The song says that God has provided a way and that the way is specific, demanding, and worth taking. It does not say the narrow way is a joyless path of self-punishment. The Lenten tradition, properly understood, is not about misery for its own sake but about the discipline that produces freedom. The narrow way is narrow because it requires the death of certain appetites and habits, and that death is necessary for the kind of life that is truly free. The God this song describes is one who does not make the way wide to accommodate every desire but who makes it right, and who provides the grace necessary to walk it. The song also implicitly says that the narrow way is the way Jesus himself walked: through death to resurrection, through the cross to the crown.

Scriptural backbone

Matthew 7:13-14 is the primary text: "Enter through the narrow gate. For wide is the gate and broad is the road that leads to destruction, and many enter through it. But small is the gate and narrow the road that leads to life, and only a few find it." Luke 9:23: "Then he said to them all: 'Whoever wants to be my disciple must deny themselves and take up their cross daily and follow me.'" The daily quality of narrow-way discipleship is the song's own theology. Hebrews 12:1-2: "Let us run with perseverance the race marked out for us, fixing our eyes on Jesus, the pioneer and perfecter of faith." Psalm 16:11: "You make known to me the path of life; you will fill me with joy in your presence." The narrow path leads to joy, not away from it.

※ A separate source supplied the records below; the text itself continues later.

//! Regression metrics for judging a fit.

use crate::error::{LifesatError, Result};
use ndarray::ArrayView1;
use serde::Serialize;

/// Metric functions over equally sized target and prediction vectors.
pub struct Metrics;

impl Metrics {
    /// Mean squared error: `mean((y_true - y_pred)^2)`.
    pub fn mse(y_true: ArrayView1<f64>, y_pred: ArrayView1<f64>) -> Result<f64> {
        check_lengths(y_true, y_pred)?;
        let diff = &y_true - &y_pred;
        Ok(diff.mapv(|d| d * d).sum() / y_true.len() as f64)
    }

    /// Root mean squared error, in the units of the target.
    pub fn rmse(y_true: ArrayView1<f64>, y_pred: ArrayView1<f64>) -> Result<f64> {
        Ok(Self::mse(y_true, y_pred)?.sqrt())
    }

    /// Mean absolute error: `mean(|y_true - y_pred|)`.
    pub fn mae(y_true: ArrayView1<f64>, y_pred: ArrayView1<f64>) -> Result<f64> {
        check_lengths(y_true, y_pred)?;
        let diff = &y_true - &y_pred;
        Ok(diff.mapv(f64::abs).sum() / y_true.len() as f64)
    }

    /// Coefficient of determination: `1 - SS_res / SS_tot`.
    ///
    /// Can be negative for a model worse than predicting the mean. For a constant target
    /// it is `1.0` when the predictions are exact and `0.0` otherwise.
    pub fn r_squared(y_true: ArrayView1<f64>, y_pred: ArrayView1<f64>) -> Result<f64> {
        check_lengths(y_true, y_pred)?;
        let mean_true = y_true.sum() / y_true.len() as f64;

        let ss_res: f64 = y_true
            .iter()
            .zip(y_pred.iter())
            .map(|(&t, &p)| (t - p).powi(2))
            .sum();
        let ss_tot: f64 = y_true.iter().map(|&t| (t - mean_true).powi(2)).sum();

        if ss_tot == 0.0 {
            return Ok(if ss_res == 0.0 { 1.0 } else { 0.0 });
        }
        Ok(1.0 - ss_res / ss_tot)
    }
}

fn check_lengths(y_true: ArrayView1<f64>, y_pred: ArrayView1<f64>) -> Result<()> {
    if y_true.len() != y_pred.len() {
        return Err(LifesatError::ShapeMismatch {
            x_rows: y_pred.len(),
            y_len: y_true.len(),
        });
    }
    if y_true.is_empty() {
        return Err(LifesatError::EmptyData("no values to score".into()));
    }
    Ok(())
}

/// All regression metrics at once.
#[derive(Debug, Clone, Copy, PartialEq, Serialize)]
pub struct RegressionMetrics {
    pub mse: f64,
    pub rmse: f64,
    pub mae: f64,
    pub r2: f64,
}

impl RegressionMetrics {
    pub fn compute(y_true: ArrayView1<f64>, y_pred: ArrayView1<f64>) -> Result<Self> {
        let mse = Metrics::mse(y_true, y_pred)?;
        Ok(Self {
            mse,
            rmse: mse.sqrt(),
            mae: Metrics::mae(y_true, y_pred)?,
            r2: Metrics::r_squared(y_true, y_pred)?,
        })
    }
}
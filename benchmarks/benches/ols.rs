use benchmarks::{synthetic_lifesat, synthetic_regression};
use criterion::{black_box, criterion_group, criterion_main, BenchmarkId, Criterion};
use lifesat::model::linear::LinearRegression;
use lifesat::model::InferenceModel;
use ndarray::array;

fn bench_fit_single_feature(c: &mut Criterion) {
    let mut group = c.benchmark_group("fit_1_feature");
    for n_samples in [27, 1_000, 100_000] {
        let (x, y) = synthetic_lifesat(n_samples, 42);
        group.bench_with_input(BenchmarkId::from_parameter(n_samples), &n_samples, |b, _| {
            b.iter(|| {
                let model = LinearRegression::new()
                    .fit(black_box(&x), black_box(&y))
                    .expect("fit failed");
                black_box(model);
            });
        });
    }
    group.finish();
}

fn bench_fit_many_features(c: &mut Criterion) {
    let mut group = c.benchmark_group("fit_10000_samples");
    for n_features in [2, 8, 32] {
        let (x, y) = synthetic_regression(10_000, n_features, 42);
        group.bench_with_input(
            BenchmarkId::from_parameter(n_features),
            &n_features,
            |b, _| {
                b.iter(|| {
                    let model = LinearRegression::new()
                        .fit(black_box(&x), black_box(&y))
                        .expect("fit failed");
                    black_box(model);
                });
            },
        );
    }
    group.finish();
}

fn bench_predict(c: &mut Criterion) {
    let (x, y) = synthetic_lifesat(1_000, 42);
    let model = LinearRegression::new().fit(&x, &y).expect("fit failed");

    c.bench_function("predict_single", |b| {
        let x_new = array![[37_655.2]];
        b.iter(|| black_box(model.predict(black_box(&x_new)).expect("predict failed")));
    });

    let (batch, _) = synthetic_lifesat(10_000, 7);
    c.bench_function("predict_batch_10000", |b| {
        b.iter(|| black_box(model.predict(black_box(&batch)).expect("predict failed")));
    });
}

criterion_group!(
    benches,
    bench_fit_single_feature,
    bench_fit_many_features,
    bench_predict
);
criterion_main!(benches);
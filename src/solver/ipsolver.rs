use super::callbacks::*;
use super::info_print::print_banner;
use super::*;
use crate::algebra::*;
use crate::io::{ConfigurablePrintTarget, PrintTarget};
use std::io::Write;
use thiserror::Error;

#[cfg(not(target_family = "wasm"))]
use std::time::Instant;
#[cfg(target_family = "wasm")]
use web_time::Instant;

/// A user supplied function identified in evaluation errors
#[derive(Debug, Clone, Copy, PartialEq, Eq)]
pub enum EvaluatedFunction {
    Objective,
    Inequality(usize),
}

impl std::fmt::Display for EvaluatedFunction {
    fn fmt(&self, f: &mut std::fmt::Formatter) -> std::fmt::Result {
        match self {
            EvaluatedFunction::Objective => write!(f, "objective"),
            EvaluatedFunction::Inequality(i) => write!(f, "inequality constraint {i}"),
        }
    }
}

/// Error type returned by [`BarrierSolver`]
#[derive(Error, Debug, Clone, PartialEq)]
pub enum SolverError {
    #[error(transparent)]
    Problem(#[from] ProblemError),
    #[error(transparent)]
    Settings(#[from] SettingsError),
    #[error("Newton system could not be solved: {0}")]
    SingularSystem(#[from] DenseFactorizationError),
    #[error("Newton system has inconsistent dimensions")]
    KKTAssembly(#[from] MatrixConcatenationError),
    #[error("Starting point violates inequality constraint {constraint}")]
    InfeasibleStart { constraint: usize },
    #[error("Iterate left the domain of inequality constraint {constraint}")]
    InfeasibleIterate { constraint: usize },
    #[error("{function} returned derivatives of the wrong dimension, expected {n}")]
    EvaluationDimension { function: EvaluatedFunction, n: usize },
}

impl SolverError {
    fn as_status(&self) -> SolverStatus {
        match self {
            SolverError::InfeasibleStart { .. } | SolverError::InfeasibleIterate { .. } => {
                SolverStatus::InfeasibleIterate
            }
            _ => SolverStatus::NumericalError,
        }
    }
}

/// Log-barrier interior point solver.
///
/// Minimizes `t*f(x) - Σ log(-g_i(x))` by Newton's method for an
/// increasing sequence of barrier weights `t`, starting at a strictly
/// feasible `x0`, until the suboptimality bound `m/t` is below
/// `epsilon`.  Each iterate reached is recorded in the solution path.
///
/// ```
/// use logbarrier::algebra::*;
/// use logbarrier::solver::*;
///
/// // minimize x² subject to 1 - x < 0
/// let f = QuadraticFunction::new(Matrix::from(&[[2.]]), vec![0.], 0.).unwrap();
/// let mut problem = BarrierProblem::new(1, f).unwrap();
/// problem.add_inequality(AffineFunction::new(vec![-1.], 1.));
///
/// let settings: BarrierSettings<f64> = BarrierSettingsBuilder::default().verbose(false).build().unwrap();
/// let mut solver = BarrierSolver::new(problem, &[2.], settings).unwrap();
/// solver.solve().unwrap();
///
/// assert!((solver.solution.x[0] - 1.).abs() < 1e-6);
/// ```
pub struct BarrierSolver<T: FloatT> {
    pub problem: BarrierProblem<T>,
    pub settings: BarrierSettings<T>,
    pub info: BarrierInfo<T>,
    pub solution: BarrierSolution<T>,
    x0: Vec<T>,
    kktsolver: KKTSolver<T>,
    linesearch: BacktrackingLineSearch<T>,
    callbacks: SolverCallbacks<BarrierInfo<T>>,
    stream: PrintTarget,
}

impl<T> BarrierSolver<T>
where
    T: FloatT,
{
    pub fn new(
        problem: BarrierProblem<T>,
        x0: &[T],
        settings: BarrierSettings<T>,
    ) -> Result<Self, SolverError> {
        settings.validate()?;

        if x0.len() != problem.n {
            return Err(ProblemError::StartingPointDimension {
                n: problem.n,
                len: x0.len(),
            }
            .into());
        }
        problem.check_dimensions()?;

        let solution = BarrierSolution::new(
            problem.n,
            problem.num_inequalities(),
            problem.num_equalities(),
        );
        let kktsolver = KKTSolver::new(settings.pivot_tol);
        let linesearch = BacktrackingLineSearch::new(
            settings.linesearch_alpha,
            settings.linesearch_beta,
            settings.linesearch_max_iter,
        );

        Ok(Self {
            problem,
            settings,
            info: BarrierInfo::new(),
            solution,
            x0: x0.to_vec(),
            kktsolver,
            linesearch,
            callbacks: SolverCallbacks::default(),
            stream: PrintTarget::default(),
        })
    }

    /// Run the barrier method from the starting point.  The solution
    /// (and path up to the failure point) is populated whether or not
    /// an error is returned.
    pub fn solve(&mut self) -> Result<(), SolverError> {
        let start = Instant::now();
        let mut x = self.x0.clone();

        // functions may have been added since construction
        if let Err(e) = self.problem.check_dimensions() {
            self.info.status = e.as_status();
            self.solution.status = self.info.status;
            return Err(e);
        }

        // print failures are not solver failures
        let _ = print_banner(&mut self.stream, self.settings.verbose);
        let _ = self
            .info
            .print_configuration(&mut self.stream, &self.settings, &self.problem);
        let _ = self.info.print_status_header(&mut self.stream, &self.settings);

        self.info.reset(self.settings.t_init);
        self.solution.reset(&self.problem, &x);

        let result = self.follow_path(&mut x, &start);

        self.info.solve_time = start.elapsed().as_secs_f64();
        if let Err(ref e) = result {
            self.info.status = e.as_status();
        }

        self.solution.finalize(&self.problem, &x, &self.info);

        let _ = self.info.print_footer(&mut self.stream, &self.settings);

        result
    }

    /// Stop the solver when `f(&info)` returns `true`.  Checked after
    /// every barrier weight.
    pub fn set_termination_callback<F>(&mut self, f: F)
    where
        F: FnMut(&BarrierInfo<T>) -> bool + Send + 'static,
    {
        self.callbacks.termination_callback = Callback::Rust(Box::new(f));
    }

    pub fn unset_termination_callback(&mut self) {
        self.callbacks.termination_callback = Callback::None;
    }

    fn follow_path(&mut self, x: &mut [T], start: &Instant) -> Result<(), SolverError> {
        if let Some((constraint, _)) = self.problem.first_violated(x) {
            return Err(SolverError::InfeasibleStart { constraint });
        }

        let barrier = BarrierObjective::new(&self.problem);
        let epsilon = self.settings.epsilon;
        let m: T = self.problem.num_inequalities().as_T();
        let half: T = (0.5).as_T();

        let mut residual = vec![T::zero(); self.problem.num_equalities()];
        let mut t = self.settings.t_init;

        loop {
            self.info.t = t;
            self.info.gap_bound = m / t;
            if self.info.gap_bound <= epsilon {
                break;
            }

            if start.elapsed().as_secs_f64() > self.settings.time_limit {
                self.info.status = SolverStatus::MaxTime;
                return Ok(());
            }

            // ----------
            // Newton iteration for this barrier weight
            // ----------

            let mut newton_steps = 0;
            let mut is_centered = false;

            while newton_steps < self.settings.max_iter {
                let eval = match barrier.evaluate(x, t)? {
                    BarrierEvaluation::Evaluated(eval) => eval,
                    BarrierEvaluation::Rejected { constraint } => {
                        return Err(SolverError::InfeasibleIterate { constraint });
                    }
                };

                let system = match self.problem.equalities() {
                    None => NewtonSystem::Unconstrained,
                    Some(eq) => {
                        eq.residual(x, &mut residual);
                        NewtonSystem::EqualityConstrained {
                            A: &eq.A,
                            residual: &residual,
                        }
                    }
                };

                let step = self
                    .kktsolver
                    .solve(&eval.hessian, &eval.gradient, system)?;

                let ls = self.linesearch.search(
                    |z| barrier.value(z, t),
                    x,
                    eval.value,
                    &eval.gradient,
                    &step.dx,
                );

                x.axpby(ls.step, &step.dx, T::one());
                newton_steps += 1;

                let decrement = half * eval.hessian.quad_form(&step.dx, &step.dx);
                self.info.newton_decrement = decrement;
                self.info.step_length = ls.step;

                if !step.dnu.is_empty() {
                    // ν ≈ w/t for the multipliers of t*f
                    self.solution
                        .eq_dual
                        .copy_from(&step.dnu)
                        .scale(t.recip());
                }

                is_centered = decrement < epsilon;
                if !ls.accepted && !is_centered {
                    self.info.linesearch_failures += 1;
                }
                if is_centered {
                    break;
                }
            }

            if !is_centered {
                self.info.inner_cap_hits += 1;
            }

            // ----------
            // record the path point
            // ----------

            self.solution.push_path_point(&self.problem, x);
            if self.problem.first_violated(x).is_some() {
                self.info.infeasible_path_points += 1;
            }

            self.info.outer_iterations += 1;
            self.info.inner_iterations += newton_steps;
            self.info.newton_steps = newton_steps;
            self.info.cost = self.problem.objective_value(x);

            let _ = self.info.print_status(&mut self.stream, &self.settings);

            if self.callbacks.check_termination(&self.info) {
                self.info.status = SolverStatus::CallbackTerminated;
                return Ok(());
            }

            t *= self.settings.mu;
        }

        self.info.status = self.info.finished_status();
        Ok(())
    }
}

impl<T> ConfigurablePrintTarget for BarrierSolver<T>
where
    T: FloatT,
{
    fn print_to_stdout(&mut self) {
        self.stream.print_to_stdout()
    }
    fn print_to_file(&mut self, file: std::fs::File) {
        self.stream.print_to_file(file)
    }
    fn print_to_stream(&mut self, stream: Box<dyn Write + Send + Sync>) {
        self.stream.print_to_stream(stream)
    }
    fn print_to_sink(&mut self) {
        self.stream.print_to_sink()
    }
    fn print_to_buffer(&mut self) {
        self.stream.print_to_buffer()
    }
    fn get_print_buffer(&mut self) -> std::io::Result<String> {
        self.stream.get_print_buffer()
    }
}

/// Solve
///
/// ```text
/// minimize    f(x)
/// subject to  g_i(x) < 0
///             A*x = b
/// ```
///
/// from the strictly feasible point `x0`.  Returns the final point,
/// its objective and constraint values, and the path of iterates.
pub fn interior_point<T, F, G>(
    objective: F,
    inequalities: Vec<G>,
    equalities: Option<EqualityConstraints<T>>,
    x0: &[T],
    settings: BarrierSettings<T>,
) -> Result<BarrierSolution<T>, SolverError>
where
    T: FloatT,
    F: SmoothFunction<T> + Send + Sync + 'static,
    G: SmoothFunction<T> + Send + Sync + 'static,
{
    let mut problem = BarrierProblem::new(x0.len(), objective)?;
    for g in inequalities {
        problem.add_inequality(g);
    }
    if let Some(eq) = equalities {
        problem.set_equalities(eq)?;
    }

    let mut solver = BarrierSolver::new(problem, x0, settings)?;
    solver.solve()?;
    Ok(solver.solution)
}
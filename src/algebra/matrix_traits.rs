#![allow(non_snake_case)]

use crate::algebra::MatrixConcatenationError;

/// Dimension queries shared by all matrix types
pub trait ShapedMatrix {
    fn nrows(&self) -> usize;
    fn ncols(&self) -> usize;
    fn size(&self) -> (usize, usize) {
        (self.nrows(), self.ncols())
    }
    fn is_square(&self) -> bool {
        self.nrows() == self.ncols()
    }
}

/// Blockwise matrix concatenation
pub trait BlockConcatenate: Sized {
    /// horizontal matrix concatenation
    ///
    /// ```text
    /// C = [A B]
    /// ```
    /// # Panics
    /// Panics if row dimensions are incompatible

    fn hcat(A: &Self, B: &Self) -> Self;

    /// vertical matrix concatenation
    ///
    /// ```text
    /// C = [ A ]
    ///     [ B ]
    /// ```
    ///
    /// # Panics
    /// Panics if column dimensions are incompatible

    fn vcat(A: &Self, B: &Self) -> Self;

    /// general block concatenation, given as a slice of block rows
    ///
    /// ```text
    /// C = [ A  B ]
    ///     [ C  D ]
    /// ```
    fn hvcat(mats: &[&[&Self]]) -> Result<Self, MatrixConcatenationError>;
}

pub(crate) fn hvcat_dim_check<MAT: ShapedMatrix>(
    mats: &[&[&MAT]],
) -> Result<(), MatrixConcatenationError> {
    // error if no blocks
    if mats.is_empty() || mats[0].is_empty() {
        return Err(MatrixConcatenationError::IncompatibleDimension);
    };

    // error unless every block row has the same number of blocks
    let len0 = mats[0].len();
    for mat in mats.iter().skip(1) {
        if mat.len() != len0 {
            return Err(MatrixConcatenationError::IncompatibleDimension);
        }
    }

    //row checks
    for blockrow in mats {
        let rows = blockrow[0].nrows();
        for mat in blockrow.iter().skip(1) {
            if mat.nrows() != rows {
                return Err(MatrixConcatenationError::IncompatibleDimension);
            }
        }
    }

    // column checks
    for (blockcol, topblock) in mats[0].iter().enumerate() {
        let cols = topblock.ncols();
        for matrow in mats.iter().skip(1) {
            if matrow[blockcol].ncols() != cols {
                return Err(MatrixConcatenationError::IncompatibleDimension);
            }
        }
    }

    Ok(())
}
#![allow(non_snake_case)]
use logbarrier::algebra::*;
use logbarrier::solver::*;

fn main() {
    // QP Example
    //
    // minimize    x² + y² + (z+1)²
    // subject to  x, y, z >= 0
    //             x + y + z = 1

    // ½x'Px + q'x + r with P = 2I, q = (0,0,2), r = 1
    let P = Matrix::from(&[
        [2., 0., 0.], //
        [0., 2., 0.], //
        [0., 0., 2.], //
    ]);
    let q = vec![0., 0., 2.];
    let f = QuadraticFunction::new(P, q, 1.).unwrap();

    // -x_i < 0
    let g = vec![
        AffineFunction::new(vec![-1., 0., 0.], 0.),
        AffineFunction::new(vec![0., -1., 0.], 0.),
        AffineFunction::new(vec![0., 0., -1.], 0.),
    ];

    let A = Matrix::from(&[[1., 1., 1.]]);
    let b = vec![1.];
    let eq = EqualityConstraints::new(A, b).unwrap();

    let x0 = [0.1, 0.2, 0.7];
    let settings = BarrierSettings::default();

    let solution = interior_point(f, g, Some(eq), &x0, settings).unwrap();

    println!("Solution = {:?}", solution.x);
    println!("Objective = {:?}", solution.obj_val);
    println!("Multiplier = {:?}", solution.eq_dual);
}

How to use it in a service

This song is built for Lent, and specifically for the mid-Lent period when the initial resolve of Ash Wednesday has faced its first serious tests and the congregation needs both honesty about the difficulty of the way and encouragement to continue. It also works in any service that is addressing the cost of discipleship, the challenge of living countercultural Christian lives, or the temptation to drift. The traditional style suggests a hymn arrangement would be natural and appropriate, with a congregational feel rather than a solo performance feel. The 75 BPM and key of G make it accessible for a wide range of voices, and the walking metaphor in the title gives the worship leader a natural movement-oriented introduction: "This is a walking-pace song about a walking-pace faith."

Things to watch for as the worship leader

The Lenten discipline requires honesty, and the worship leader who introduces this song should not pretend to be further along the narrow way than they are. A brief and genuine acknowledgment that the narrow way is actually hard will do more pastoral work than a triumphalist introduction. The congregation will trust you more, not less, for the honesty. Also watch for the tendency to make this song feel moralistic or condemning. The narrow way is an invitation, not an accusation. The tone of the introduction and the warmth of the leading should communicate invitation rather than judgment. The song asks a question but it extends an open hand alongside the question.

A note for the team behind you (techs, vocalists, band)

Band: the traditional designation invites a hymn-adjacent arrangement. Acoustic piano or organ as the primary harmonic instrument will honor the song's roots. If you use a guitar, keep it acoustic and unhurried. The bass should be foundational and steady, a walking bass line that literally enacts the song's metaphor is a nice touch if your bassist can do it naturally. No programmed elements, no loops, no electronic production. This is a song that should sound like it is being played by human beings who are themselves walking the way. Vocalists: the lead should sing with warmth and steadiness. The narrow way is not joyless and the vocal should not communicate grimness. Genuine, warm conviction is the target. Backup vocalists should be a quiet accompaniment, not a feature. The congregation's voice should be the loudest voice in the room for this song. Techs: the mix should be clean and warm, with a slight sense of natural acoustic space. Nothing should be over-processed. The overall impression should be of a people who have been singing this kind of song for a long time and who mean it, not a performance of a Lenten aesthetic but a genuine Lenten offering.